Cloning extinct animals is a very controversial topic, bringing both positives and negatives. Even experts are unsure how they feel about it. “Resurrecting extinct animals is both “exhilarating and terrifying,” says Beth Shapiro, an expert in ancient DNA and a biologist at the University of California, Santa Cruz. In the near future will we see a wooly mammoth, passenger pigeon, and neanderthal walk the earth? More importantly, should we?
Whole species go extinct for many reasons. Weather, habitat loss, environmental toxins, disease, and shrinking population dynamics all contribute to extinction… But the main factor is humans. They contribute to overharvesting, overhunting, pollution, habitat destruction, and at times become a species’ main predators and food competitor. A single species’ disappearance can make a huge difference. Would cloning help environmental communities or would it be detrimental on a large scale?
You can’t simply clone a passenger pigeon, because they no longer have a fully intact set of chromosomes. But there is another possibility. Using fragments of the passenger pigeon DNA, scientists could synthesize the genes for certain traits and connect the genes into a rock pigeon. The cells containing the passenger pigeon DNA could be transformed into cells that produce eggs and sperm, which could be injected into rock pigeon eggs. (National Geographic) The hatched pigeons would be considered “rock pigeons” but the newborn pigeons would resemble passenger pigeons. Scientists could then breed these birds and select for specific traits, resulting in the offspring appearing like the passenger pigeon.

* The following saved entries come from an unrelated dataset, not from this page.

//! The dynamic sequence: a sequence of `i64` values that supports editing, range queries
//! and range updates, and stepping a segment to its next or previous permutation.
//!
//! All of the ranges are inclusive, `[l, r]`, and all of the positions are 0-indexed.
//! Every operation checks its positions before changing anything.
//!
//!```
//! use sequence_treap::{Sequence, SequenceConfig};
//!
//! let mut seq = Sequence::from_sequence_with_config(&[1, 2, 3], SequenceConfig::seeded(7));
//! assert_eq!(seq.sum(0, 2).unwrap(), 6);
//! seq.assign(0, 1, 5).unwrap();
//! seq.add(1, 2, 10).unwrap();
//! assert_eq!(seq.materialize(), vec![5, 15, 13]);
//!
//! seq.next_permutation(0, 2).unwrap();
//! assert_eq!(seq.materialize(), vec![13, 5, 15]);
//! assert!(seq.erase(3).is_err());
//!```

use std::ops::Range;

use tracing::{debug, trace};

use crate::config::SequenceConfig;
use crate::data::sequence_data::*;
use crate::error::{Result, SequenceError};
use crate::permutation::{step_permutation, Direction};
use crate::trees::treap::Treap;

pub struct Sequence {
    treap: Treap<SeqData>,
}

impl Default for Sequence {
    fn default() -> Self {
        Sequence::new()
    }
}

impl Sequence {
    /// Creates an empty sequence.
    pub fn new() -> Sequence {
        Sequence::with_config(SequenceConfig::default())
    }

    /// Creates an empty sequence.
    pub fn with_config(config: SequenceConfig) -> Sequence {
        Sequence {
            treap: Treap::with_rng(config.rng()),
        }
    }

    /// Creates a sequence holding the values, in `O(n)` time.
    pub fn from_sequence(values: &[i64]) -> Sequence {
        Sequence::from_sequence_with_config(values, SequenceConfig::default())
    }

    pub fn from_sequence_with_config(values: &[i64], config: SequenceConfig) -> Sequence {
        Sequence {
            treap: Treap::from_values_with_rng(values.iter().cloned(), config.rng()),
        }
    }

    pub fn len(&self) -> usize {
        self.treap.len()
    }

    pub fn is_empty(&self) -> bool {
        self.treap.is_empty()
    }

    /// Inserts `value` so that it becomes the element at position `pos`.
    /// `pos` may be equal to the length, in order to append.
    pub fn insert(&mut self, value: i64, pos: usize) -> Result<()> {
        self.check_position(pos, self.len() + 1)?;
        trace!(value, pos, "insert");
        self.treap.insert(pos, value);
        Ok(())
    }

    /// Removes the element at position `pos`, and returns it.
    pub fn erase(&mut self, pos: usize) -> Result<i64> {
        self.check_position(pos, self.len())?;
        trace!(pos, "erase");
        self.treap
            .delete(pos)
            .ok_or(SequenceError::OutOfRange { index: pos, len: self.len() })
    }

    /// Returns the element at position `pos`.
    pub fn get(&mut self, pos: usize) -> Result<i64> {
        self.check_position(pos, self.len())?;
        self.treap
            .get(pos)
            .ok_or(SequenceError::OutOfRange { index: pos, len: self.len() })
    }

    /// Returns the sum of the elements in `[l, r]`. The sum wraps on overflow.
    pub fn sum(&mut self, l: usize, r: usize) -> Result<i64> {
        let range = self.check_range(l, r)?;
        let sum = self.treap.segment_summary(range).sum;
        trace!(l, r, sum, "sum");
        Ok(sum)
    }

    /// Sets every element in `[l, r]` to `value`.
    pub fn assign(&mut self, l: usize, r: usize, value: i64) -> Result<()> {
        let range = self.check_range(l, r)?;
        trace!(l, r, value, "assign");
        self.treap.act_segment(range, SeqAction::assign(value));
        Ok(())
    }

    /// Adds `delta` to every element in `[l, r]`. The values wrap on overflow.
    pub fn add(&mut self, l: usize, r: usize, delta: i64) -> Result<()> {
        let range = self.check_range(l, r)?;
        trace!(l, r, delta, "add");
        self.treap.act_segment(range, SeqAction::add(delta));
        Ok(())
    }

    /// Replaces `[l, r]` with its lexicographically next permutation.
    /// The last permutation wraps around to the first one.
    pub fn next_permutation(&mut self, l: usize, r: usize) -> Result<()> {
        self.step(l, r, Direction::Next)
    }

    /// Replaces `[l, r]` with its lexicographically previous permutation.
    /// The first permutation wraps around to the last one.
    pub fn prev_permutation(&mut self, l: usize, r: usize) -> Result<()> {
        self.step(l, r, Direction::Prev)
    }

    fn step(&mut self, l: usize, r: usize, direction: Direction) -> Result<()> {
        let range = self.check_range(l, r)?;
        trace!(l, r, ?direction, "permutation step");
        self.treap
            .with_segment(range, |segment| step_permutation(segment, direction));
        Ok(())
    }

    /// Returns the whole sequence, in order.
    pub fn materialize(&mut self) -> Vec<i64> {
        self.treap.values()
    }

    /// Checks the invariants of the underlying tree, and panics if any is violated.
    pub fn assert_correctness(&mut self) {
        self.treap.assert_correctness();
    }

    fn check_position(&self, pos: usize, bound: usize) -> Result<()> {
        if pos < bound {
            return Ok(());
        }
        let err = SequenceError::OutOfRange { index: pos, len: self.len() };
        debug!(%err, "rejected");
        Err(err)
    }

    /// Turns the inclusive range into a half open one, if it is valid.
    fn check_range(&self, l: usize, r: usize) -> Result<Range<usize>> {
        if l > r {
            let err = SequenceError::InvalidRange { start: l, end: r };
            debug!(%err, "rejected");
            return Err(err);
        }
        self.check_position(r, self.len())?;
        Ok(l..r + 1)
    }
}

impl std::iter::FromIterator<i64> for Sequence {
    fn from_iter<I: IntoIterator<Item = i64>>(iter: I) -> Self {
        Sequence {
            treap: iter.into_iter().collect(),
        }
    }
}

impl std::fmt::Debug for Sequence {
    fn fmt(&self, f: &mut std::fmt::Formatter<'_>) -> std::fmt::Result {
        let summary = self.treap.subtree_summary();
        f.debug_struct("Sequence")
            .field("len", &summary.size)
            .field("sum", &summary.sum)
            .finish()
    }
}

Some scientists do not want to stop at a pigeon. They want to go bigger — a lot bigger. They plan to revive the wooly mammoth, weighing in at six tons. This is not as far out of reach as it seems. In the Siberian tundra, well-preserved mammoths have been found including bone marrow, skin, hair, and fat. With these resources, if they find a living cell, it could be grown in a lab and manipulated to form an embryo. The embryo would then be implanted into an elephant, the closest relative of mammoth. And just like the passenger pigeon, it would be born from an elephant but the newborn would resemble a mammoth.
Even if researchers could clone a mammoth, passenger pigeon or any other extinct creature, it has to survive in the wild. This means having the right food and habitat; predators are also a concern to these new individuals in an ecosystem.
When it comes to science, there are always pros and cons — especially pertaining to reviving extinct species. Critics of de-extinction say reviving extinct animals would cause more harm to conservation efforts than good. Today, most species that are going extinct can be found in tropical forests. Says Stuart Pimm, a world leader in the study of present-day extinctions: “Saving a species through de-extinction when humans are burning forests and destroying native communities is a joke.”
Scientific and Medical Aspects of Human Reproductive Cloning Chapter 3: Animal Cloning
This book goes in depth to the origins of cloning and how far cloning has gone. In chapter 3 it states the specifics about cloning and answers many questions pertaining to cloning currently. The main question it answers: What is the state of science on cloning of animals? The author then breaks it up into subdivisions which goes more in depth, including several graphs and scientific findings.
A summary of their findings: In general, the efficiency of reproductive cloning in animals remains extremely low despite several years of experimentation. Animal cloning results in a wide variety of abnormalities, including greater than normal size (both during gestation and after birth), greater early- and late-gestation fetal morbidity and mortality, greater postnatal mortality, and various developmental defects in the immune, cardiovascular, and possibly nervous systems. In addition to the risks inherent in the overproduction of oocytes from egg donors, increased maternal morbidity and mortality are to be expected. The most likely reasons for the abnormalities are failures in reprogramming in the adult nucleus used for reproductive cloning, so that it fails to turn on all the appropriate embryo-specific genes at the right times, and errors in imprinting. Before human reproductive cloning is feasible, a great deal more research is necessary, including studies of cloning in nonhuman primates. Research focused on gaining an understanding of all aspects of reprogramming and imprinting, determining which steps in the reproductive cloning technique contribute to the overall low efficiency, and determining how these problems can be overcome would be most useful.